● Material for this task:
□ □ □ □

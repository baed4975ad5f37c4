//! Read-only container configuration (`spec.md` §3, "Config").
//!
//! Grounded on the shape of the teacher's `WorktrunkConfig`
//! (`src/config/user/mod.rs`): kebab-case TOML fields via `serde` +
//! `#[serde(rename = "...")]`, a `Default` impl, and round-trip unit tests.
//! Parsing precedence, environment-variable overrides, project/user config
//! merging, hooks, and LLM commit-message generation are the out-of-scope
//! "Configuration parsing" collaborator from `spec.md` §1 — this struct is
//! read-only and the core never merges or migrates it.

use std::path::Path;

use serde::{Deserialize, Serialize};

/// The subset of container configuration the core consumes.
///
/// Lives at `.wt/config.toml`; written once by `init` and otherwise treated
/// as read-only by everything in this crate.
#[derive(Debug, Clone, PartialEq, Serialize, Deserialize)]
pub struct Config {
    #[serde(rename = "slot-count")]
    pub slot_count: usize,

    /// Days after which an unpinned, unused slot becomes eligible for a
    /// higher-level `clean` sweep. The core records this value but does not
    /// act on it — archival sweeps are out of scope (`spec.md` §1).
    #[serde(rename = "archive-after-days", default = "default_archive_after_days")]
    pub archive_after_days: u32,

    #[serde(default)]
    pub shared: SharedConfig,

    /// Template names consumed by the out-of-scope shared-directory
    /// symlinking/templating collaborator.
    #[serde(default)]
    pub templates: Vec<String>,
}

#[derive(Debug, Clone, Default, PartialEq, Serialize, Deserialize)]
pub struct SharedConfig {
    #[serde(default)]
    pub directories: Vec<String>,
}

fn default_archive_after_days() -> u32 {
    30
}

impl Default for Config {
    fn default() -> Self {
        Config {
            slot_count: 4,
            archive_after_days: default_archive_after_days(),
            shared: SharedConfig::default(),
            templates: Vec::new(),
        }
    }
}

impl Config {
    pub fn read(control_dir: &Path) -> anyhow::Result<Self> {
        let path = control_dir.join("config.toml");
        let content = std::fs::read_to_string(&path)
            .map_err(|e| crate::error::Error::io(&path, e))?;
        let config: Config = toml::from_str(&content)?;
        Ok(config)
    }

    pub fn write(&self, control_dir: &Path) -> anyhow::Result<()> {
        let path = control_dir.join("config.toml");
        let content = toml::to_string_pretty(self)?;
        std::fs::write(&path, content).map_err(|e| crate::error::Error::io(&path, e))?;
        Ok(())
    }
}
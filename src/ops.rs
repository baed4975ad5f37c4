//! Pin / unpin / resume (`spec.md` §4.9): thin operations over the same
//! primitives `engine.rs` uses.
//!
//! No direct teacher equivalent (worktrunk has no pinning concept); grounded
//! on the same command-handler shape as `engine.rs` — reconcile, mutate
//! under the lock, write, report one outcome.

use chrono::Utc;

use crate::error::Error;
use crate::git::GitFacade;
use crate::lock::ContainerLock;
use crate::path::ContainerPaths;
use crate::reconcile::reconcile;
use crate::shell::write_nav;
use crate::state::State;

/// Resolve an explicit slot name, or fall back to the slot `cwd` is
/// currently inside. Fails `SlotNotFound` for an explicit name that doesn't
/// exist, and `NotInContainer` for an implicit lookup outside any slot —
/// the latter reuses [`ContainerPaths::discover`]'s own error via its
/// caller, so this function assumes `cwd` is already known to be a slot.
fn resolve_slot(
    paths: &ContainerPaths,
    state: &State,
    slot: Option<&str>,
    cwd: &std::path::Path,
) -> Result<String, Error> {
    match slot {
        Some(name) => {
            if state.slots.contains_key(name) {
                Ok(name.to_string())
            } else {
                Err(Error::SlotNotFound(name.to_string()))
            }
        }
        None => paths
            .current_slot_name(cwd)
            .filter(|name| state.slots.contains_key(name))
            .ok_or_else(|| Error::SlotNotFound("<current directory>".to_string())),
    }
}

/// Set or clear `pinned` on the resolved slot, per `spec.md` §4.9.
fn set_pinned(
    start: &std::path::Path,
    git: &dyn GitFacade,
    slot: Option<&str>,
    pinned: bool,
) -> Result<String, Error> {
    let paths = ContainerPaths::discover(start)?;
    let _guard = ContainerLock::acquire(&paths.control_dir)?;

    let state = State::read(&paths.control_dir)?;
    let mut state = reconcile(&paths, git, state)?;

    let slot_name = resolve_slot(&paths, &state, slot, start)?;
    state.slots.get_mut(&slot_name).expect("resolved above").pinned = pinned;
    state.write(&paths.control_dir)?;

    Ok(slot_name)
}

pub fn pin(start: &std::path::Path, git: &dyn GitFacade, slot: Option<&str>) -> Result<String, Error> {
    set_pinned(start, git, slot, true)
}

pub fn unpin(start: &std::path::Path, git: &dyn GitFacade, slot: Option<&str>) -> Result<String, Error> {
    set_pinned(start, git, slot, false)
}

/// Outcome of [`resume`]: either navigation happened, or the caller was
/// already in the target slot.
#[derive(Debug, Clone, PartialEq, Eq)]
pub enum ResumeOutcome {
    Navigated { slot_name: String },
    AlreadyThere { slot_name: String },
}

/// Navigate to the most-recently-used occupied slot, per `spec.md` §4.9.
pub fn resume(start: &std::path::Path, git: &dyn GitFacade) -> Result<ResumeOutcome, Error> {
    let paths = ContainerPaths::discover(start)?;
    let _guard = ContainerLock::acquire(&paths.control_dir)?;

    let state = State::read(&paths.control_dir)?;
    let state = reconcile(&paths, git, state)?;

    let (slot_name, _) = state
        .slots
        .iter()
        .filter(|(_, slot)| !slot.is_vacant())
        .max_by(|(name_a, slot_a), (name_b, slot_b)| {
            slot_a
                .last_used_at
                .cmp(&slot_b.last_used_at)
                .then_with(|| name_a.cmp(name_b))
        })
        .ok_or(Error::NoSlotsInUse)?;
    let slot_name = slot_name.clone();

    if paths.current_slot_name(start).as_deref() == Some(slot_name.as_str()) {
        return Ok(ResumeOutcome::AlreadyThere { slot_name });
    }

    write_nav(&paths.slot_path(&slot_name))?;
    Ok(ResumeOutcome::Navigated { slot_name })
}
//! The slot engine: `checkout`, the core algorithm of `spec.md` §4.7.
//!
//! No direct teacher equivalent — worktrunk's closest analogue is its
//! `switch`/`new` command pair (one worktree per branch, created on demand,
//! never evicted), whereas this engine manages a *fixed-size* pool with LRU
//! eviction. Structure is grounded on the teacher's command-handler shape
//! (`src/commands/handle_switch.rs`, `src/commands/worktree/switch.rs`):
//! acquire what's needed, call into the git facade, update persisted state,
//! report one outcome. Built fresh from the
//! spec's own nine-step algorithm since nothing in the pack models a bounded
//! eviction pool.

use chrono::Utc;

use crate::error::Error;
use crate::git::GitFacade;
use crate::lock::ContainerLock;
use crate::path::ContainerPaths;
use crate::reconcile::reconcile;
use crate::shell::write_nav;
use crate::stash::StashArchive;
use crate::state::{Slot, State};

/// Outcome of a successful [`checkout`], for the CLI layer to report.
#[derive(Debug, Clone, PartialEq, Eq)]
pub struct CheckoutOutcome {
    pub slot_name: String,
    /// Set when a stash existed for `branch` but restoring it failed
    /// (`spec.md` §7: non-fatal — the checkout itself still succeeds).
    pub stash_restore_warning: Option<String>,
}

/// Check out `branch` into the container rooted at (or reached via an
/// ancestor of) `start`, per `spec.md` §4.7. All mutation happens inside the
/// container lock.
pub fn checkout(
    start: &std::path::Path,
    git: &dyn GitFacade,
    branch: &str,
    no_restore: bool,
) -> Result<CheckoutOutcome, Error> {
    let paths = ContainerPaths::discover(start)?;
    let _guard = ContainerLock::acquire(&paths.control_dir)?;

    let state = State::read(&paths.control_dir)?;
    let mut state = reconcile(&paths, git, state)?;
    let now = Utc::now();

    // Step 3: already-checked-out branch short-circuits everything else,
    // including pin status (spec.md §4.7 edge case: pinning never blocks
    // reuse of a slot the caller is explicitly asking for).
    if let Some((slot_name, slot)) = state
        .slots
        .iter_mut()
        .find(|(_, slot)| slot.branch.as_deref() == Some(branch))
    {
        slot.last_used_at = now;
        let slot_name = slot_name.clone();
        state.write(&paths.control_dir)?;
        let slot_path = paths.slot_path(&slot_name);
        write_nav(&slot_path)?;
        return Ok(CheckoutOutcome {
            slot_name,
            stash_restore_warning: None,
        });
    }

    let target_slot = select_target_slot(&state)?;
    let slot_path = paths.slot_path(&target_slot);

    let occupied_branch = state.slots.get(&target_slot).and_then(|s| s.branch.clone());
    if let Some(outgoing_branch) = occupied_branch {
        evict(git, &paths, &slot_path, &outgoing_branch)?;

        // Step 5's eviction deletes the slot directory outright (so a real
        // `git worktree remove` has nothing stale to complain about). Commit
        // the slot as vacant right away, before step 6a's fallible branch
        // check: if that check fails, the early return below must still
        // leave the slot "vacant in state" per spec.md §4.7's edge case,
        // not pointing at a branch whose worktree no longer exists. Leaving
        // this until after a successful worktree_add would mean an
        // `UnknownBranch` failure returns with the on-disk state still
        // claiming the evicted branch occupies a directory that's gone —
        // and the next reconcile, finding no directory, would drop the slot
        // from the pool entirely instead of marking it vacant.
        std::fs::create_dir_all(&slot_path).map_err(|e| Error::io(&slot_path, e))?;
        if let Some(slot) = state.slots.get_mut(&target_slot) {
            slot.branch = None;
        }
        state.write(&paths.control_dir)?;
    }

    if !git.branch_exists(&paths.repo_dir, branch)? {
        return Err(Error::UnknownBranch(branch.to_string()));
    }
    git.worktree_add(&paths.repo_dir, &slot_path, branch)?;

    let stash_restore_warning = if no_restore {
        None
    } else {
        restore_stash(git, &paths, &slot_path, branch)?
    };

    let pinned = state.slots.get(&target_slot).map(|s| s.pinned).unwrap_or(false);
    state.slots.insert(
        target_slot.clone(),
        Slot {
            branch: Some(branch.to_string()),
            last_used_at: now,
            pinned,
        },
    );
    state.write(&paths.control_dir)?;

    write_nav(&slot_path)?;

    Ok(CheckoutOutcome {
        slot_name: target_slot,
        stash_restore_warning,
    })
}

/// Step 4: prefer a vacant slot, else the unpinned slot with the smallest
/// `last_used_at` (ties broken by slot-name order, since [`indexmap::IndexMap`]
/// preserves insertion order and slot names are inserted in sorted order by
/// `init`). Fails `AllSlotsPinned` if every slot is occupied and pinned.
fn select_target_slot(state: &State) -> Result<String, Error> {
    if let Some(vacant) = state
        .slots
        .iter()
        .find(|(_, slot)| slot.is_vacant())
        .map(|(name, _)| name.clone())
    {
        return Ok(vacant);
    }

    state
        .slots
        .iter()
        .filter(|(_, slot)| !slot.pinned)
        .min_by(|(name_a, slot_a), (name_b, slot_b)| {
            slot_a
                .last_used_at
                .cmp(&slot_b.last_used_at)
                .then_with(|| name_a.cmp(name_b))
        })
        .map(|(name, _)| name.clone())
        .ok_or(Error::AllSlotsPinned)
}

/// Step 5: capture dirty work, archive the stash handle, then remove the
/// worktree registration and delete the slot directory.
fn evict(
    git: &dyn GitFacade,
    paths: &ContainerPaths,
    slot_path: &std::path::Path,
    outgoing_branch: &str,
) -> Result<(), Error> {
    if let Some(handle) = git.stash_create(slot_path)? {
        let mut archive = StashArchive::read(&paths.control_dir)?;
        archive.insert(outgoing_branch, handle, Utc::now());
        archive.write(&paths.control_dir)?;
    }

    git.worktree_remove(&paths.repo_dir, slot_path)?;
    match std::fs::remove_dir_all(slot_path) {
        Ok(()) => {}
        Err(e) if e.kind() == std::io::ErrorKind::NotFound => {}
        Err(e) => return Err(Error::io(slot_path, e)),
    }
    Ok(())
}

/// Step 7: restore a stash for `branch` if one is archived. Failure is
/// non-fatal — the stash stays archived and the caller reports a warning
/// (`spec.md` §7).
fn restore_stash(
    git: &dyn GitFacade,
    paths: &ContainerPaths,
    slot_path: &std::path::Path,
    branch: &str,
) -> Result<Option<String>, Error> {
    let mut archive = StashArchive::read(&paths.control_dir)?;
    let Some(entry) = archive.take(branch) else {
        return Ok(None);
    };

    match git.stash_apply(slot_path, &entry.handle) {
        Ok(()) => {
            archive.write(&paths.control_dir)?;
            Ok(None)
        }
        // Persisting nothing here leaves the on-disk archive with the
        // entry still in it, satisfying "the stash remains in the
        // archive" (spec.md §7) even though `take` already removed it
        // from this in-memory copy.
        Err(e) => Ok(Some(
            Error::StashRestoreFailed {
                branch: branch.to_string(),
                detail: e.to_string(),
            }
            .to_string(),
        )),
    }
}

□ □ □ □

Only lines with the word "nothing" are wanted; pull each of them from the records.

//! spec's own nine-step algorithm since nothing in the pack models a bounded
        // `git worktree remove` has nothing stale to complain about). Commit
        // Persisting nothing here leaves the on-disk archive with the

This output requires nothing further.